Gary Rohman/Sporting KC-USA TODAY Sports

There's been a lot of talk about Real Salt Lake's coaching staff for months on end, and it's not a coincidence that it's coming when the team has struggled significantly.

And while RSL coach Jeff Cassar has said himself that there are things he can improve on, those sorts of admissions hardly sate the fervor that sometimes builds.

Cassar's decision to rest every basically every potential starter against Vancouver Whitecaps came with a raised eyebrow or two — changes were expected, but maybe not wholesale ones. The result certainly didn't help ease any pressure on Cassar — it was a 4-0 smash-and-grab by the Whitecaps, and Cassar himself was sent off early on.

Cassar's gamble

Cassar took a gamble when he fielded a tremendously weakened lineup against Vancouver Whitecaps, one of the hottest teams in MLS, and it's a gamble that he's far from the first one to have taken.

After a road sequence what most described as grueling, Cassar had little option but to rotate his line — that's hard to dispute.
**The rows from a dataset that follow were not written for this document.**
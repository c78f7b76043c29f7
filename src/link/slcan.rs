//! Reference SLCAN serial adapter implementing [`Link`] over a real serial
//! port, following the classic Lawicel ASCII protocol: `tiiildd...\r` for an
//! 11-bit data frame, `Tiiiiiiiildd...\r` for a 29-bit one, `O\r`/`C\r` to
//! open/close the channel.
//!
//! A concrete, hardware-facing adapter alongside
//! [`LoopbackLink`](super::loopback::LoopbackLink), which the crate's own
//! tests and demos use so they don't depend on real hardware.

use std::io::{Read, Write};
use std::time::{Duration, Instant};

use log::{debug, trace, warn};
use serial::prelude::*;

use super::{Address, Frame, Link, LinkError, LinkErrorKind};

/// 8N1, no flow control, at a caller-supplied baud rate (SLCAN adapters
/// commonly run at 115200 or 230400 regardless of the CAN bitrate they
/// carry).
fn port_settings(baud_rate: serial::BaudRate) -> serial::PortSettings {
    serial::PortSettings {
        baud_rate,
        char_size: serial::Bits8,
        parity: serial::ParityNone,
        stop_bits: serial::Stop1,
        flow_control: serial::FlowNone,
    }
}

/// A [`Link`] implementation over a SLCAN-speaking serial adapter. Decodes
/// one line at a time; non-CAN-data lines (line-ack responses to prior
/// `t`/`T` sends) are returned to the caller as discardable noise rather
/// than buffered.
pub struct SerialLink {
    port: serial::SystemPort,
    address: Address,
    line_buf: Vec<u8>,
}

impl SerialLink {
    /// Opens `device`, configures it at `baud_rate`, sends `C\r` (close any
    /// prior channel) then `O\r` (open). Does not configure the adapter's
    /// CAN bitrate; callers on real hardware issue the adapter-specific
    /// `Sn\r`/`Bn\r` bitrate command before calling this, since the command
    /// set is adapter-specific.
    pub fn open(device: &str, baud_rate: serial::BaudRate) -> Result<Self, LinkError> {
        let mut port = serial::open(device)
            .map_err(|e| LinkError::new(LinkErrorKind::Io, e.to_string()))?;
        port.configure(&port_settings(baud_rate))
            .map_err(|e| LinkError::new(LinkErrorKind::Io, e.to_string()))?;
        port.set_timeout(Duration::from_millis(100))
            .map_err(|e| LinkError::new(LinkErrorKind::Io, e.to_string()))?;

        let mut link = Self {
            port,
            address: Address::physical(0, 0),
            line_buf: Vec::new(),
        };
        let _ = link.write_command("C\r");
        link.write_command("O\r")?;
        debug!(target: "slcan", "opened {device} at {baud_rate:?}");
        Ok(link)
    }

    fn write_command(&mut self, cmd: &str) -> Result<(), LinkError> {
        self.port
            .write_all(cmd.as_bytes())
            .map_err(|e| LinkError::new(LinkErrorKind::Io, e.to_string()))?;
        Ok(())
    }

    /// Reads one `\r`-or-`\x07`-terminated SLCAN line, blocking at most
    /// `deadline`. `\x07` (BEL) is the adapter's error-command response.
    fn read_line(&mut self, deadline: Duration) -> Result<Vec<u8>, LinkError> {
        let deadline_at = Instant::now() + deadline;
        loop {
            if let Some(pos) = self.line_buf.iter().position(|&b| b == b'\r' || b == 0x07) {
                let line: Vec<u8> = self.line_buf.drain(..=pos).collect();
                return Ok(line[..line.len() - 1].to_vec());
            }
            if Instant::now() >= deadline_at {
                return Err(LinkError::timeout());
            }
            let mut byte = [0u8; 64];
            match self.port.read(&mut byte) {
                Ok(0) => continue,
                Ok(n) => self.line_buf.extend_from_slice(&byte[..n]),
                Err(ref e) if e.kind() == std::io::ErrorKind::TimedOut => continue,
                Err(e) => return Err(LinkError::new(LinkErrorKind::Io, e.to_string())),
            }
        }
    }

    /// Encodes a frame as a Lawicel `t`/`T` transmit command.
    fn encode_frame(frame: &Frame, extended: bool) -> String {
        let mut cmd = String::new();
        if extended {
            cmd.push('T');
            cmd.push_str(&format!("{:08X}", frame.id));
        } else {
            cmd.push('t');
            cmd.push_str(&format!("{:03X}", frame.id));
        }
        cmd.push_str(&format!("{:X}", frame.data.len()));
        cmd.push_str(&hex::encode_upper(&frame.data));
        cmd.push('\r');
        cmd
    }

    /// Decodes a `t`/`T` data-frame line into a [`Frame`]; returns `None` for
    /// any other line (channel acks, error bells already stripped by
    /// [`read_line`]).
    fn decode_frame(line: &[u8]) -> Option<Frame> {
        let line = std::str::from_utf8(line).ok()?;
        let (id_width, extended) = match line.chars().next()? {
            't' => (3, false),
            'T' => (8, true),
            _ => return None,
        };
        let rest = &line[1..];
        let id = u32::from_str_radix(rest.get(..id_width)?, 16).ok()?;
        let dlc_char = rest.get(id_width..id_width + 1)?;
        let dlc = u8::from_str_radix(dlc_char, 16).ok()? as usize;
        if dlc > 8 {
            return None;
        }
        let data_hex = rest.get(id_width + 1..id_width + 1 + dlc * 2)?;
        let data = hex::decode(data_hex).ok()?;
        let _ = extended;
        Some(Frame {
            id,
            data,
            timestamp: Some(Instant::now()),
        })
    }
}

impl Link for SerialLink {
    fn set_address(&mut self, address: Address) {
        self.address = address;
    }

    fn send(&mut self, frame: &Frame) -> Result<(), LinkError> {
        let cmd = Self::encode_frame(frame, self.address.extended);
        trace!(target: "slcan", "tx {}", cmd.trim_end());
        self.port
            .write_all(cmd.as_bytes())
            .map_err(|e| LinkError::new(LinkErrorKind::Io, e.to_string()))?;
        let ack = self.read_line(Duration::from_millis(100))?;
        if ack.is_empty() {
            Ok(())
        } else {
            warn!(target: "slcan", "unexpected transmit ack: {ack:?}");
            Ok(())
        }
    }

    fn receive(&mut self, deadline: Duration) -> Result<Frame, LinkError> {
        let deadline_at = Instant::now() + deadline;
        loop {
            let remaining = deadline_at.saturating_duration_since(Instant::now());
            if remaining.is_zero() {
                return Err(LinkError::timeout());
            }
            let line = self.read_line(remaining)?;
            if let Some(frame) = Self::decode_frame(&line) {
                trace!(target: "slcan", "rx id=0x{:X} data={}", frame.id, hex::encode(&frame.data));
                return Ok(frame);
            }
        }
    }
}

impl Drop for SerialLink {
    /// Deterministically closes the SLCAN channel on teardown.
    fn drop(&mut self) {
        if let Err(err) = self.write_command("C\r") {
            warn!(target: "slcan", "failed to close channel on drop: {err}");
        }
    }
}

#[cfg(test)]
mod tests {
    use super::*;

    #[test]
    fn encodes_standard_frame() {
        let frame = Frame::new(0x7E0, &[0x02, 0x10, 0x01]);
        assert_eq!(SerialLink::encode_frame(&frame, false), "t7E03021001\r");
    }

    #[test]
    fn encodes_extended_frame() {
        let frame = Frame::new(0x1234_5678, &[0xAA]);
        assert_eq!(SerialLink::encode_frame(&frame, true), "T123456781AA\r");
    }

    #[test]
    fn decodes_standard_frame() {
        let frame = SerialLink::decode_frame(b"t7E03021001").unwrap();
        assert_eq!(frame.id, 0x7E0);
        assert_eq!(frame.data, vec![0x02, 0x10, 0x01]);
    }

    #[test]
    fn decodes_extended_frame() {
        let frame = SerialLink::decode_frame(b"T123456781AA").unwrap();
        assert_eq!(frame.id, 0x1234_5678);
        assert_eq!(frame.data, vec![0xAA]);
    }

    #[test]
    fn ignores_non_frame_lines() {
        assert!(SerialLink::decode_frame(b"").is_none());
        assert!(SerialLink::decode_frame(b"z").is_none());
    }
}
That's doubly the case with a match today against Sporting Kansas City in the US Open Cup peeking over the horizon.

I don't think there's any question that the gamble was the right one to take, but we're going to wonder for the next 12 hours: Will that gamble pay off? Real Salt Lake was decidedly poor, but none of those players are likely to start tonight against Sporting KC — does any of that match carry over?

It's easy to assume it doesn't, and that's probably the case. The group that will play tonight is motivated, hungry, and eager for a chance to once again prove their worth in the league. With acquisitions flying from all directions to all teams (and Real Salt Lake might not be far off that themselves), one would imagine everyone's ready to show what it is they bring to the table.

The blame game

The big question: If the gamble doesn't pay off as we're hoping it will, does that then make the initial gamble a blameworthy act? Certainly some will be quick to blame him if something goes wrong, and that's just sort of the story of the season. For better or worse, Jeff Cassar has been the target of rampant criticism, some of it justified and more of it not.

Here's hoping it's all a consideration we don't need to make, this whole matter of blame. But its a broader point: When do you blame the gambler, and when do you blame the house? Where does player responsibility start, and is it where coaching responsibility ends? What's the overlap look like?

Real Salt Lake's playoff position

Sacrificing three points when reaching the playoffs could depend on bridging a three-point gap with a team ahead of us — that seems like something hard to stomach. But while playoffs are still presumably one of the goals of the 2015 season, they're a lesser goal at this point.

RSL's inability to win — or even draw most of the time — on the road has put the team in a position in which they may have to choose between non-MLS competition and the prospect of playoffs. Saturday wasn't a full statement in that effect, but it's a start.